[Material shown Boundary: Start]

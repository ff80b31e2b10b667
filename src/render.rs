//! The consumed rendering capability boundary.
//!
//! # Responsibilities
//! - Define the interface a template engine must satisfy
//! - Stay opaque: the toolkit assumes only that fragments arrive in order,
//!   the sequence is eventually finite, and production may fail
//!
//! A renderer turns a template source plus a data object into a lazy,
//! ordered sequence of text fragments. The dispatcher pulls that sequence
//! under flow control and writes each fragment as an HTTP chunk.

use bytes::Bytes;
use futures_util::Stream;
use std::pin::Pin;
use std::sync::Arc;

/// A lazy, ordered, eventually finite sequence of rendered text fragments.
pub type FragmentStream = Pin<Box<dyn Stream<Item = Result<Bytes, RenderError>> + Send + 'static>>;

/// Failure raised by a rendering capability.
#[derive(Debug, thiserror::Error)]
pub enum RenderError {
    /// The template source could not be understood. Raised before any
    /// fragment is produced, so the response can still carry an error status.
    #[error("template parse error: {0}")]
    Parse(String),

    /// Fragment production failed after rendering began.
    #[error("render failed: {0}")]
    Render(String),

    #[error("render I/O error: {0}")]
    Io(#[from] std::io::Error),
}

/// External component turning a template source and a data object into an
/// ordered fragment sequence.
///
/// Swappable by design: handlers pick the renderer per response through
/// [`Template`], and the toolkit never looks past this trait.
pub trait Renderer: Send + Sync {
    fn render(&self, source: &str, data: &serde_json::Value)
        -> Result<FragmentStream, RenderError>;
}

/// A template reference: the template source text plus the rendering
/// capability that understands it.
#[derive(Clone)]
pub struct Template {
    source: String,
    reader: Arc<dyn Renderer>,
}

impl Template {
    pub fn new(source: impl Into<String>, reader: Arc<dyn Renderer>) -> Self {
        Self {
            source: source.into(),
            reader,
        }
    }

    /// The template source text.
    pub fn source(&self) -> &str {
        &self.source
    }

    /// Render this template with `data`, producing the fragment stream.
    pub fn render(&self, data: &serde_json::Value) -> Result<FragmentStream, RenderError> {
        self.reader.render(&self.source, data)
    }
}

impl std::fmt::Debug for Template {
    fn fmt(&self, f: &mut std::fmt::Formatter<'_>) -> std::fmt::Result {
        f.debug_struct("Template")
            .field("source", &self.source)
            .finish_non_exhaustive()
    }
}
//! campfire: a minimal HTTP server toolkit.
//!
//! Incoming requests are dispatched to user-registered route handlers by
//! regular-expression match against the request path. A handler finalizes its
//! response through a one-shot [`Completer`]: either with a buffered payload,
//! or with a data object plus a template reference whose rendered fragments
//! are streamed to the client under chunked transfer encoding.
//!
//! # Architecture Overview
//!
//! ```text
//! transport → server (accept loop)
//!           → dispatch (query parse, route resolve)
//!           → routing (first-match-wins table)
//!           → handler(query, match, completer)
//!           → completion: [buffered chunk | render::Renderer fragment stream]
//!           → transport (chunked body, backpressured)
//! ```
//!
//! Unmatched GET/HEAD requests fall through to static file serving from the
//! configured document root, and finally to a `404` body.
//!
//! # Example
//!
//! ```no_run
//! use campfire::{Completer, PathMatch, Query, Server, ServerConfig};
//! use regex::Regex;
//!
//! # async fn run() -> Result<(), campfire::StartError> {
//! let server = Server::start(ServerConfig::default()).await?;
//! server.route(
//!     Regex::new("^/hello$").unwrap(),
//!     |_query: Query, _m: PathMatch, end: Completer| {
//!         let _ = end.end("hello from the campfire");
//!     },
//! );
//! # Ok(())
//! # }
//! ```

// Core subsystems
pub mod config;
pub mod dispatch;
pub mod net;
pub mod routing;
pub mod server;

// Collaborator boundaries
pub mod render;
pub mod statics;

pub use config::{ConfigError, ServerConfig};
pub use dispatch::{CompleteError, Completer, Payload, Query};
pub use render::{FragmentStream, RenderError, Renderer, Template};
pub use routing::{Handler, PathMatch, RouteTable};
pub use server::{Server, ServerState, StartError};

[Material shown Boundary: End]

Required work → Scan the entries above for the string "rendered" and copy each line containing it.

Solution below →
/// A lazy, ordered, eventually finite sequence of rendered text fragments.
//! or with a data object plus a template reference whose rendered fragments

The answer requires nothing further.